-- Opening Marker --
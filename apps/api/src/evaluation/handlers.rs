//! Axum route handlers for rubrics, evaluations, dashboard, and import/export.

use axum::{
    extract::{Path, Query, State},
    Json,
};
use chrono::Utc;
use serde::{Deserialize, Serialize};
use tracing::info;

use crate::errors::AppError;
use crate::evaluation::lifecycle::{assess, check_form, prepare_record, Assessment, SaveAction};
use crate::evaluation::models::{EvaluationForm, EvaluationInput, EvaluationRecord, EvaluationStatus};
use crate::evaluation::stats::{compute_dashboard, DashboardStats};
use crate::rubric::{RubricSet, RubricType};
use crate::state::AppState;
use crate::store::transfer::{export_bundle, parse_import_str, ExportBundle};
use crate::store::SaveOutcome;

// ────────────────────────────────────────────────────────────────────────────
// Request / Response types
// ────────────────────────────────────────────────────────────────────────────

#[derive(Debug, Deserialize)]
pub struct ListQuery {
    pub status: Option<EvaluationStatus>,
    pub rubric_type: Option<RubricType>,
}

#[derive(Debug, Serialize)]
pub struct ListResponse {
    pub evaluations: Vec<EvaluationRecord>,
    pub count: usize,
}

#[derive(Debug, Deserialize)]
pub struct SaveRequest {
    pub evaluation: EvaluationInput,
    #[serde(default)]
    pub action: SaveAction,
}

#[derive(Debug, Serialize)]
pub struct SaveResponse {
    pub evaluation: EvaluationRecord,
    pub created: bool,
    pub assessment: Assessment,
}

#[derive(Debug, Serialize)]
pub struct SummaryResponse {
    pub id: String,
    pub status: EvaluationStatus,
    pub assessment: Assessment,
}

#[derive(Debug, Serialize)]
pub struct DeleteResponse {
    pub deleted: bool,
}

#[derive(Debug, Serialize)]
pub struct ImportResponse {
    pub imported: usize,
    pub skipped: usize,
}

// ────────────────────────────────────────────────────────────────────────────
// Handlers
// ────────────────────────────────────────────────────────────────────────────

/// GET /api/v1/rubrics/:rubric_type
pub async fn handle_get_rubric(Path(rubric_type): Path<String>) -> Result<Json<RubricSet>, AppError> {
    let rubric_type: RubricType = rubric_type.parse().map_err(AppError::NotFound)?;
    Ok(Json(rubric_type.rubric_set()))
}

/// GET /api/v1/evaluations
///
/// Optional `status` and `rubric_type` query filters.
pub async fn handle_list_evaluations(
    State(state): State<AppState>,
    Query(query): Query<ListQuery>,
) -> Result<Json<ListResponse>, AppError> {
    let mut store = state.store.lock().await;
    let evaluations: Vec<EvaluationRecord> = store
        .records()?
        .iter()
        .filter(|r| query.status.map_or(true, |s| r.status == s))
        .filter(|r| query.rubric_type.map_or(true, |t| r.form.rubric_type == t))
        .cloned()
        .collect();

    Ok(Json(ListResponse {
        count: evaluations.len(),
        evaluations,
    }))
}

/// POST /api/v1/evaluations
///
/// Saves a draft or submits for completion. Submissions that fail validation are still
/// stored, as `needs_improvement`, with the issues returned in `assessment`.
pub async fn handle_save_evaluation(
    State(state): State<AppState>,
    Json(request): Json<SaveRequest>,
) -> Result<Json<SaveResponse>, AppError> {
    check_form(&request.evaluation.form).map_err(AppError::Validation)?;

    let mut store = state.store.lock().await;
    let existing = match request
        .evaluation
        .id
        .as_deref()
        .filter(|id| !id.trim().is_empty())
    {
        Some(id) => store.get(id)?,
        None => None,
    };

    let (record, assessment) =
        prepare_record(request.evaluation, request.action, existing.as_ref(), Utc::now());
    let outcome = store.save(record.clone())?;

    info!(
        "Saved evaluation {} as {} ({} issue(s))",
        record.id,
        record.status.label(),
        assessment.issues.len()
    );

    Ok(Json(SaveResponse {
        evaluation: record,
        created: outcome == SaveOutcome::Created,
        assessment,
    }))
}

/// GET /api/v1/evaluations/:id
pub async fn handle_get_evaluation(
    State(state): State<AppState>,
    Path(id): Path<String>,
) -> Result<Json<EvaluationRecord>, AppError> {
    let record = state
        .store
        .lock()
        .await
        .get(&id)?
        .ok_or_else(|| AppError::NotFound(format!("evaluation '{id}'")))?;
    Ok(Json(record))
}

/// DELETE /api/v1/evaluations/:id
pub async fn handle_delete_evaluation(
    State(state): State<AppState>,
    Path(id): Path<String>,
) -> Result<Json<DeleteResponse>, AppError> {
    let deleted = state.store.lock().await.delete_by_id(&id)?;
    if !deleted {
        return Err(AppError::NotFound(format!("evaluation '{id}'")));
    }
    Ok(Json(DeleteResponse { deleted }))
}

/// DELETE /api/v1/evaluations
pub async fn handle_clear_evaluations(
    State(state): State<AppState>,
) -> Result<Json<DeleteResponse>, AppError> {
    state.store.lock().await.clear_all()?;
    Ok(Json(DeleteResponse { deleted: true }))
}

/// GET /api/v1/evaluations/:id/summary
pub async fn handle_evaluation_summary(
    State(state): State<AppState>,
    Path(id): Path<String>,
) -> Result<Json<SummaryResponse>, AppError> {
    let record = state
        .store
        .lock()
        .await
        .get(&id)?
        .ok_or_else(|| AppError::NotFound(format!("evaluation '{id}'")))?;

    Ok(Json(SummaryResponse {
        assessment: assess(&record.form),
        id: record.id,
        status: record.status,
    }))
}

/// POST /api/v1/validate
///
/// Aggregates and validates an unsaved form. Nothing is persisted.
pub async fn handle_validate(
    Json(form): Json<EvaluationForm>,
) -> Result<Json<Assessment>, AppError> {
    check_form(&form).map_err(AppError::Validation)?;
    Ok(Json(assess(&form)))
}

/// GET /api/v1/dashboard
///
/// Reads the file directly; a corrupt file shows as an empty dashboard.
pub async fn handle_dashboard(State(state): State<AppState>) -> Json<DashboardStats> {
    let records = state.store.lock().await.load_all_or_empty();
    Json(compute_dashboard(&records))
}

/// GET /api/v1/export
pub async fn handle_export(State(state): State<AppState>) -> Result<Json<ExportBundle>, AppError> {
    let records = state.store.lock().await.records()?.to_vec();
    info!("Exporting {} evaluation(s)", records.len());
    Ok(Json(export_bundle(records, Utc::now())))
}

/// POST /api/v1/import
///
/// Takes the raw body so malformed JSON surfaces as an import format error.
/// Records whose id already exists are skipped.
pub async fn handle_import(
    State(state): State<AppState>,
    body: String,
) -> Result<Json<ImportResponse>, AppError> {
    let incoming = parse_import_str(&body)?;
    let total = incoming.len();
    let imported = state.store.lock().await.import_merge(incoming)?;

    Ok(Json(ImportResponse {
        imported,
        skipped: total - imported,
    }))
}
-- Closing Marker --
§ **AIM OF THE EXERCISE**
Find every line of the data that includes the string "SaveAction". Copy each of those lines.

§ **SOLVED PROBLEM**
use crate::evaluation::lifecycle::{assess, check_form, prepare_record, Assessment, SaveAction};
    pub action: SaveAction,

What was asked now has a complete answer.